• **Exercise objective**
Working from the listing below, pick each line containing the word "derive" and copy it.

##### Given data

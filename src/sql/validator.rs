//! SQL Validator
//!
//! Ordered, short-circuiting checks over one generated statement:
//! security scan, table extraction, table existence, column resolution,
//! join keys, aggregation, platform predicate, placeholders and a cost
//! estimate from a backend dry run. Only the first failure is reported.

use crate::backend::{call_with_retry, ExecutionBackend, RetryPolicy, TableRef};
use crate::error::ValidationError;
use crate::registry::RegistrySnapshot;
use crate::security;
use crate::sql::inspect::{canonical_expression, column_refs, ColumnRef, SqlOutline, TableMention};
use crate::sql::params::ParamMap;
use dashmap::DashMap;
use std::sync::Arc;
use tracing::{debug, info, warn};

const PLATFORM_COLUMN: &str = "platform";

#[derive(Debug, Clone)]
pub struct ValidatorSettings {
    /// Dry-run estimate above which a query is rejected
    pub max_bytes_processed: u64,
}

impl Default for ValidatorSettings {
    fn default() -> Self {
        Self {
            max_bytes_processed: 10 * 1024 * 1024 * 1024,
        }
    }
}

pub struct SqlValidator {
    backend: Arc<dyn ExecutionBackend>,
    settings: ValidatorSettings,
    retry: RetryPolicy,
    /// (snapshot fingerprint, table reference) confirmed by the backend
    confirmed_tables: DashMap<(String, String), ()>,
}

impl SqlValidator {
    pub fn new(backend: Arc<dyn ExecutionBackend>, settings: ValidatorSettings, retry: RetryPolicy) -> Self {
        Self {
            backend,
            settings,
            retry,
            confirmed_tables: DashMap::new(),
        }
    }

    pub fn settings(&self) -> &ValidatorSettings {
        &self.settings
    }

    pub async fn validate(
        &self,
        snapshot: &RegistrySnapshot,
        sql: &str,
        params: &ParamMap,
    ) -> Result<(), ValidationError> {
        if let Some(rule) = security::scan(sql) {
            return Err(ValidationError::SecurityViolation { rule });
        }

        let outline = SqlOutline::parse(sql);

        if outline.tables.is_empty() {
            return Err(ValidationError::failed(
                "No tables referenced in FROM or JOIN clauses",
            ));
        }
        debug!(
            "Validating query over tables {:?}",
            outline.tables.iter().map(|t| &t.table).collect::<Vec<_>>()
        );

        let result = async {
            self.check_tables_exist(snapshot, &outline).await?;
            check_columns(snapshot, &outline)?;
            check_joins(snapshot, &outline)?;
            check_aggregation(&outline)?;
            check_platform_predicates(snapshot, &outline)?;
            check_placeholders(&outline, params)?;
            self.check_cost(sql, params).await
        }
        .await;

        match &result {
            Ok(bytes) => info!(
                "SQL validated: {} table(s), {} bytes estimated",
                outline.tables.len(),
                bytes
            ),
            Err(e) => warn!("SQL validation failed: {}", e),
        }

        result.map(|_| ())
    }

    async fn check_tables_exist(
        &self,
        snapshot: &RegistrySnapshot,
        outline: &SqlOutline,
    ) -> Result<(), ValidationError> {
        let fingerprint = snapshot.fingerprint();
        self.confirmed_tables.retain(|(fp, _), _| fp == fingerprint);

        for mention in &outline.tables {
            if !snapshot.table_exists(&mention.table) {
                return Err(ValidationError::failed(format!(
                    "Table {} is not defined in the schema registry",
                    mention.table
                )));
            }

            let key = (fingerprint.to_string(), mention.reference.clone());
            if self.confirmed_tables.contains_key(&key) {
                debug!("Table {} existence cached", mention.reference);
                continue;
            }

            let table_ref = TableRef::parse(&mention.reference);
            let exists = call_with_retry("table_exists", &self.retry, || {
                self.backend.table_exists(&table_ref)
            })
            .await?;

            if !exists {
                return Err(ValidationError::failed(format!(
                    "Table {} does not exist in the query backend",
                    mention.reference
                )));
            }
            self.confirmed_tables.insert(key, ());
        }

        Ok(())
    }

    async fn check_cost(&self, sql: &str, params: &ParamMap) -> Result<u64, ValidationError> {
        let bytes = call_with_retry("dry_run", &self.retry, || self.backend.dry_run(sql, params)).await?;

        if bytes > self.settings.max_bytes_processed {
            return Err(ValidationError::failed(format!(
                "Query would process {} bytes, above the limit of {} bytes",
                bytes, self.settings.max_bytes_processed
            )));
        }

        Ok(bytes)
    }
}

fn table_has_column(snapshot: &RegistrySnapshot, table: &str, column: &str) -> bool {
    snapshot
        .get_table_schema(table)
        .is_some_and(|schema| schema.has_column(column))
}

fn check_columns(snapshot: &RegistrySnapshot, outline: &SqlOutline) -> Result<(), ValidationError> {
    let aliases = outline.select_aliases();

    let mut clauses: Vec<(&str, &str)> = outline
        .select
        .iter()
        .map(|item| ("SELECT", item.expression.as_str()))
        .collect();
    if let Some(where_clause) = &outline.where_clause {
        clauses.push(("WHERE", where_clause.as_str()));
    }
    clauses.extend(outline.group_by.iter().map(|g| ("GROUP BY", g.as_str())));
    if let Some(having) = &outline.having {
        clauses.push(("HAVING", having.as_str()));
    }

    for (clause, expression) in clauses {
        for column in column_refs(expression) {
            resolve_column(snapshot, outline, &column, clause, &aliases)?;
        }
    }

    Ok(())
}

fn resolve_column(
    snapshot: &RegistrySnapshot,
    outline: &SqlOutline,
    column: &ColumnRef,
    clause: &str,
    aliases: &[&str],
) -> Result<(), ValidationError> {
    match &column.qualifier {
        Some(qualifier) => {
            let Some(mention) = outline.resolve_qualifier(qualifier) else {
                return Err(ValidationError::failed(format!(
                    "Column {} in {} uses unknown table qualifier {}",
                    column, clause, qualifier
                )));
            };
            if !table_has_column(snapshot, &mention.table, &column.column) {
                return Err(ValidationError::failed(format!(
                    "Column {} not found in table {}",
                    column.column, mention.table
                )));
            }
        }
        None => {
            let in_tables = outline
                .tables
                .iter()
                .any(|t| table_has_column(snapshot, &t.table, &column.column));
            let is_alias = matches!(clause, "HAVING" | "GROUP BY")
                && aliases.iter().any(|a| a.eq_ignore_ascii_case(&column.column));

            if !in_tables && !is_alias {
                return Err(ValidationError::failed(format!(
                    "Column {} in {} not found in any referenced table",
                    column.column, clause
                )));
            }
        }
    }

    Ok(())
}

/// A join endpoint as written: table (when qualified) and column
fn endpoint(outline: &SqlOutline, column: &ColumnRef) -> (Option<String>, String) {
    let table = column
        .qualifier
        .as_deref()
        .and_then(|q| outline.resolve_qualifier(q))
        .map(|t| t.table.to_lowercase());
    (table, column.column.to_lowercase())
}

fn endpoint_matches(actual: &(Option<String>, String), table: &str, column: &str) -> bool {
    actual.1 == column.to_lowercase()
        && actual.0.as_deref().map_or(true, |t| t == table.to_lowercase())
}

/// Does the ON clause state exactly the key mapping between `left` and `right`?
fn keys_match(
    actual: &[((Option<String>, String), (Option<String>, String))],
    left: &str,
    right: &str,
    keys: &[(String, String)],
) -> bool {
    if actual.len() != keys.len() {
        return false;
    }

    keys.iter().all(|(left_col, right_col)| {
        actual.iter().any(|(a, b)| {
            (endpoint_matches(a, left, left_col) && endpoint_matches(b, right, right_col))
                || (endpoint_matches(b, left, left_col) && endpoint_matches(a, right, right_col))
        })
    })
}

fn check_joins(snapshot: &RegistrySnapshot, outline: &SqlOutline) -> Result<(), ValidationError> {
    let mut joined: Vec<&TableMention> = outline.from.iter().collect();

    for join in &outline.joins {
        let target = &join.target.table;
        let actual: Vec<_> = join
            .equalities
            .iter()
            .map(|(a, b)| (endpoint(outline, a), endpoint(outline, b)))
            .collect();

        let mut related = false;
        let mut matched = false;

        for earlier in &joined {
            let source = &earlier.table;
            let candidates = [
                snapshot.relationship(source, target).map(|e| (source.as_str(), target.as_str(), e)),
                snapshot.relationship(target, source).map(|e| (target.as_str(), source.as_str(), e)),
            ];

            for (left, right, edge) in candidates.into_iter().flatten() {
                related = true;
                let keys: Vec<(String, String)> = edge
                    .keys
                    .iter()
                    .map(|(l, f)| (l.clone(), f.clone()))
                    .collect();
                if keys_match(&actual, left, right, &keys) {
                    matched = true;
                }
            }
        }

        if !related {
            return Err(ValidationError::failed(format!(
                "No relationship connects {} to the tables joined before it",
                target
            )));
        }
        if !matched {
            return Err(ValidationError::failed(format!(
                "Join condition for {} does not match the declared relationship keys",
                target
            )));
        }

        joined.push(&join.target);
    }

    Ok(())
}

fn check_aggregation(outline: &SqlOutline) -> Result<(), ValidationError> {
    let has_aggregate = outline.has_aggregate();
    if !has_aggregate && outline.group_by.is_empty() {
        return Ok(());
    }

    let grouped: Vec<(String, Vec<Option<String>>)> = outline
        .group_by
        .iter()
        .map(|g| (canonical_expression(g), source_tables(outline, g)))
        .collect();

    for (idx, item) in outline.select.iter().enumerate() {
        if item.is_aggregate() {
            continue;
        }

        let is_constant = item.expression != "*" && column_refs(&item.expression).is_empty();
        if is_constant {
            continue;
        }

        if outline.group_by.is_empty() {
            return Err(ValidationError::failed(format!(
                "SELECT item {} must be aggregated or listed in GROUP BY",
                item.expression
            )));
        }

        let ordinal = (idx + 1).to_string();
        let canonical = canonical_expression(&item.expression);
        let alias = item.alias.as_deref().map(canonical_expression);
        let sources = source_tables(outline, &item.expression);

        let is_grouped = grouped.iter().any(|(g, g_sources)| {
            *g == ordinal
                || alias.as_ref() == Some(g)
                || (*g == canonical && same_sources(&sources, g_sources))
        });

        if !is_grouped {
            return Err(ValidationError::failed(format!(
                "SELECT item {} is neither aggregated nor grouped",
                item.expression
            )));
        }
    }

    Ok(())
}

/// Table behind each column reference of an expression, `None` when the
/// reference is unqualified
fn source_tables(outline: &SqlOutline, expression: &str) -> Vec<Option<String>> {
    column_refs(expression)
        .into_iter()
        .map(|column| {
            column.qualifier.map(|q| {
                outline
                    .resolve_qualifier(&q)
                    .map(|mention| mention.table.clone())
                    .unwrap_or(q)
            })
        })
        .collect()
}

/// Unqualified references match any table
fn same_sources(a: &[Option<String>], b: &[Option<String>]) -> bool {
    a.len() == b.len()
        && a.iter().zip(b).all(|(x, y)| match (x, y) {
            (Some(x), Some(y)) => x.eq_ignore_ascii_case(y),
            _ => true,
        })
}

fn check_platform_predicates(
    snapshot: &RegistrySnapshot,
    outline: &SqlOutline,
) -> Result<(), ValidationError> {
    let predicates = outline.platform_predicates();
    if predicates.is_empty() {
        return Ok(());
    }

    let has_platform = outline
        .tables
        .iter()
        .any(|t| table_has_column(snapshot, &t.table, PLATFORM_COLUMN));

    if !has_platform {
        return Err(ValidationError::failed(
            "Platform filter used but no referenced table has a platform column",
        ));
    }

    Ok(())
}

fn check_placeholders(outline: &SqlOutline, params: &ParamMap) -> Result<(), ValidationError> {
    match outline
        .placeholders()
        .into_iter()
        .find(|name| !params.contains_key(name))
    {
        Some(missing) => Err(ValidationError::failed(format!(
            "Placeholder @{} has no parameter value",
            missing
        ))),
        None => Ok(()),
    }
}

##########
##### Given data

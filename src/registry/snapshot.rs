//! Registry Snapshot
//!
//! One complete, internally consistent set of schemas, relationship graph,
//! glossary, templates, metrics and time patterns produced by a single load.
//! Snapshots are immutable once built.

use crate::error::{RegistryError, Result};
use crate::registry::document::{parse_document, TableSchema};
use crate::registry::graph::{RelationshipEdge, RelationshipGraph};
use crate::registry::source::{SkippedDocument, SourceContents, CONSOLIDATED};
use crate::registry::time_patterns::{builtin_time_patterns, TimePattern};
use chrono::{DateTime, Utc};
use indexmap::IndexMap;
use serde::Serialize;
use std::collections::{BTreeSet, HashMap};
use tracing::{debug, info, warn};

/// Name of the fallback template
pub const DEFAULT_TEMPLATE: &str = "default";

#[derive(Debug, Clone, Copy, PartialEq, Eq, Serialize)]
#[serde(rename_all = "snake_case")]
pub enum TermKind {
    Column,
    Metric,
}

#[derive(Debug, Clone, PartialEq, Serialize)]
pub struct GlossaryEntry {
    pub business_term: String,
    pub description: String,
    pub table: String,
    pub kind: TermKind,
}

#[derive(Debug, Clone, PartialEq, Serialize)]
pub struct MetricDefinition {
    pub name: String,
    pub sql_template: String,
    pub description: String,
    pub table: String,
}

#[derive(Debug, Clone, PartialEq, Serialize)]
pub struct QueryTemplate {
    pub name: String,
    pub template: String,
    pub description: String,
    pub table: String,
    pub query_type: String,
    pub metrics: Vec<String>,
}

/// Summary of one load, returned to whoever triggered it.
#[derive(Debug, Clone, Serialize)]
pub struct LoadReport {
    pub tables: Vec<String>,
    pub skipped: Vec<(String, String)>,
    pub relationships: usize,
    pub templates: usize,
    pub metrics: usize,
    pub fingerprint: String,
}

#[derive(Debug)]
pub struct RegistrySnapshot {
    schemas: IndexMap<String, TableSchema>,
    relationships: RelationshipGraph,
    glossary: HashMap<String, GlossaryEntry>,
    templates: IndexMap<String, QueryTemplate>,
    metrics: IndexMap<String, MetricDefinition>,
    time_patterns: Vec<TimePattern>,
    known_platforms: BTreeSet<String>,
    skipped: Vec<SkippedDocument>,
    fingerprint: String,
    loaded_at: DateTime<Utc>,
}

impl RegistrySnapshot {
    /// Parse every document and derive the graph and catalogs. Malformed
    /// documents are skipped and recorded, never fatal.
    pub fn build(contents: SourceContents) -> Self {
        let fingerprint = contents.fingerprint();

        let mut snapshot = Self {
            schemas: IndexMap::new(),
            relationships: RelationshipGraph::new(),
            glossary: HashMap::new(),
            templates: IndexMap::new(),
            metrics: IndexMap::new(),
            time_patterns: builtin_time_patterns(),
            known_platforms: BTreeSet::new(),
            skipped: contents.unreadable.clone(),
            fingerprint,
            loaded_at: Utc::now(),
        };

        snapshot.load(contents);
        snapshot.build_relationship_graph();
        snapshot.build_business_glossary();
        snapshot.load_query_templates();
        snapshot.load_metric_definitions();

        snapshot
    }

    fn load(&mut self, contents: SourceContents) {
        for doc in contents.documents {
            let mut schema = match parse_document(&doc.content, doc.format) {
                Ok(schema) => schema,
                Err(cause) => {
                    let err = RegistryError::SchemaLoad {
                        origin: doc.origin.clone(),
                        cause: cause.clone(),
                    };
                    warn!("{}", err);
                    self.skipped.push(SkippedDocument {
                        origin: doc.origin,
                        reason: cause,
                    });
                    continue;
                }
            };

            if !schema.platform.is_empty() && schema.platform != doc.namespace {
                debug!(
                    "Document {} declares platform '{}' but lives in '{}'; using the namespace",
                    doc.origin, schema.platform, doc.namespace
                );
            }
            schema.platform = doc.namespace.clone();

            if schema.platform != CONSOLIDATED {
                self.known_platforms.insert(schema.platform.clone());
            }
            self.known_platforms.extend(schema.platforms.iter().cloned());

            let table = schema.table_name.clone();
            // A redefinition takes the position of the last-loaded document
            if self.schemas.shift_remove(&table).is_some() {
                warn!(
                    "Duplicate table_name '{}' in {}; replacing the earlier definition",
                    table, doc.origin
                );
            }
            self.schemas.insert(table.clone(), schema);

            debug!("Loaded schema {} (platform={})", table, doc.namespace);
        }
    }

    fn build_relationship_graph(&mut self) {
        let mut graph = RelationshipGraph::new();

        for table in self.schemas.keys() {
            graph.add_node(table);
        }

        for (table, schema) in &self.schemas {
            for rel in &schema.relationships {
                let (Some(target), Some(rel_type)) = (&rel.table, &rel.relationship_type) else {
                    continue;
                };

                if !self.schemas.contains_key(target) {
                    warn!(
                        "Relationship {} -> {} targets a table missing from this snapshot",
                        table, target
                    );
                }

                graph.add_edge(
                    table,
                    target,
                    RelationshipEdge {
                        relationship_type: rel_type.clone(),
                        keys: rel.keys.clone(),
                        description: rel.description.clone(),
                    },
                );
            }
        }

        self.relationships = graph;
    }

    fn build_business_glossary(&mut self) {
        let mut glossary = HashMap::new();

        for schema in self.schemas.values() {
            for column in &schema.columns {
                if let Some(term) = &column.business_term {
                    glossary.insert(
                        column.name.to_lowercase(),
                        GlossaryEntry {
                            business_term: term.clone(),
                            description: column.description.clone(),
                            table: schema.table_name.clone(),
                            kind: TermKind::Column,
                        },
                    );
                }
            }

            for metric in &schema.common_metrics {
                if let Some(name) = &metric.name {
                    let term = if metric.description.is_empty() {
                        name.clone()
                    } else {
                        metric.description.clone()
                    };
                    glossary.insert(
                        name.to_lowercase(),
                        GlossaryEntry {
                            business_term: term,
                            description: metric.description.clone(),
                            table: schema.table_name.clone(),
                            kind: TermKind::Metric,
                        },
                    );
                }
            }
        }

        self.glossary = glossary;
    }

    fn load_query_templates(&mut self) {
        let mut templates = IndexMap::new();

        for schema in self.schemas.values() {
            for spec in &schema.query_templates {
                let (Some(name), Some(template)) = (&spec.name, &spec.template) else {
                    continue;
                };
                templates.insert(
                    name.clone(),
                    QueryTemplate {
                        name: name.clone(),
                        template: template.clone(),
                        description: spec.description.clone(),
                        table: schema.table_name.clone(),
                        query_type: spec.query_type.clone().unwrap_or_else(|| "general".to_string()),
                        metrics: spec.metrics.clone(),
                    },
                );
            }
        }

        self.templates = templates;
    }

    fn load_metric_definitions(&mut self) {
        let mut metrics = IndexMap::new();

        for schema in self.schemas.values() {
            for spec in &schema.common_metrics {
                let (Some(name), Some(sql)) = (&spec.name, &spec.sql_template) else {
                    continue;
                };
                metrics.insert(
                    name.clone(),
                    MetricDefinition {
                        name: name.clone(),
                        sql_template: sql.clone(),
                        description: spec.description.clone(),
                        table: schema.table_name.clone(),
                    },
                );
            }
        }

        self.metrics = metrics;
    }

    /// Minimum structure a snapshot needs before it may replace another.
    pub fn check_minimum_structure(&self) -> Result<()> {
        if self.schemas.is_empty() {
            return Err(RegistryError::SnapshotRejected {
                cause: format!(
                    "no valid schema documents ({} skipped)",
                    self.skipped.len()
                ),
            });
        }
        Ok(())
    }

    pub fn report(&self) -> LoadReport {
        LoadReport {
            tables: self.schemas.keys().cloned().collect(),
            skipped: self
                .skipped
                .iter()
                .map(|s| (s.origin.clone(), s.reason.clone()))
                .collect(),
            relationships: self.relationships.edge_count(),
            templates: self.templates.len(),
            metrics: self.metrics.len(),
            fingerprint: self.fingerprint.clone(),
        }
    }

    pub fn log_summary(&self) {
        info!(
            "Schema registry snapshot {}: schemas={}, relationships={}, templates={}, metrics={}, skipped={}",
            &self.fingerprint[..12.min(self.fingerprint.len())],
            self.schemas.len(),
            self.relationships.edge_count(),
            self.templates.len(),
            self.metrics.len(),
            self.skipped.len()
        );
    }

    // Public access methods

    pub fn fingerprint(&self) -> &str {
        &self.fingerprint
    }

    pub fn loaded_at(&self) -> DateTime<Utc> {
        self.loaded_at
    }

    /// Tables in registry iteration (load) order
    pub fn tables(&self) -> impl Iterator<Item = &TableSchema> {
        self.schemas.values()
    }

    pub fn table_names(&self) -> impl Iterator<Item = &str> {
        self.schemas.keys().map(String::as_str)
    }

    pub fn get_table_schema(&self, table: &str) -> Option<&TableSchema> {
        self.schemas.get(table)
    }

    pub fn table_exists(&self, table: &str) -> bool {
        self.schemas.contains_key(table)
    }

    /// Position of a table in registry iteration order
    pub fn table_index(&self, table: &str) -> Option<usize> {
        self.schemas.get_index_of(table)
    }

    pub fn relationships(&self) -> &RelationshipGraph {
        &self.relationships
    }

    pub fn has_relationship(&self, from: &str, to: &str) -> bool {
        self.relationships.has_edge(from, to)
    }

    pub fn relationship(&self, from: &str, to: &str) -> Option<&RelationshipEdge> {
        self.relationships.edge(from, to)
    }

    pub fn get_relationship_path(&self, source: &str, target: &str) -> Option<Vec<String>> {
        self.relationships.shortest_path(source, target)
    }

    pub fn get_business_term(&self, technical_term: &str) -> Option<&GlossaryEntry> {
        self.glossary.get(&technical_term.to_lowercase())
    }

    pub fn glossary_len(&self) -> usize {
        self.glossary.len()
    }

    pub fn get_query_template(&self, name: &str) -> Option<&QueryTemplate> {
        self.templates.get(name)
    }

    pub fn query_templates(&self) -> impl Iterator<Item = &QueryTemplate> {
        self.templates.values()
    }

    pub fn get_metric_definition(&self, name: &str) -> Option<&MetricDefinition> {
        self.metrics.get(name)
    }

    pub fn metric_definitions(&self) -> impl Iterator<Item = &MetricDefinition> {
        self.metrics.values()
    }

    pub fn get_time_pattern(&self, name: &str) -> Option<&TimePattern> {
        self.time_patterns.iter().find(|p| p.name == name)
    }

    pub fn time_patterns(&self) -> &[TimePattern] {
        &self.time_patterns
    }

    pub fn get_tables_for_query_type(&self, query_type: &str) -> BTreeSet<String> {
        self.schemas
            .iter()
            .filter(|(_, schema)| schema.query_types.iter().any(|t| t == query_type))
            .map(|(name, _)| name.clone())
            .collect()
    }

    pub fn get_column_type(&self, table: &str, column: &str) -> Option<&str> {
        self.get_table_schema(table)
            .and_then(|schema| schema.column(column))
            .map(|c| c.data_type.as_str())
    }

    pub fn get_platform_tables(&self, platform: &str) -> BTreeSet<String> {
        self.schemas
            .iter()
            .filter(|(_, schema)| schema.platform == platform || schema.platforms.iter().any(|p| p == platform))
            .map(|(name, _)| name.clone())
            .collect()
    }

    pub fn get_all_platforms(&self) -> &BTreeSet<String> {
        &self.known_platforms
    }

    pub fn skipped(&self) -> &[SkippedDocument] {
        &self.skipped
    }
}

##########

• **Reply to the task**
#[derive(Debug, Clone)]
#[derive(Debug, Clone, Copy, PartialEq, Eq, Serialize)]
#[derive(Debug, Clone, PartialEq, Serialize)]
#[derive(Debug, Clone, PartialEq, Serialize)]
#[derive(Debug, Clone, PartialEq, Serialize)]
#[derive(Debug, Clone, Serialize)]
#[derive(Debug)]
    /// Parse every document and derive the graph and catalogs. Malformed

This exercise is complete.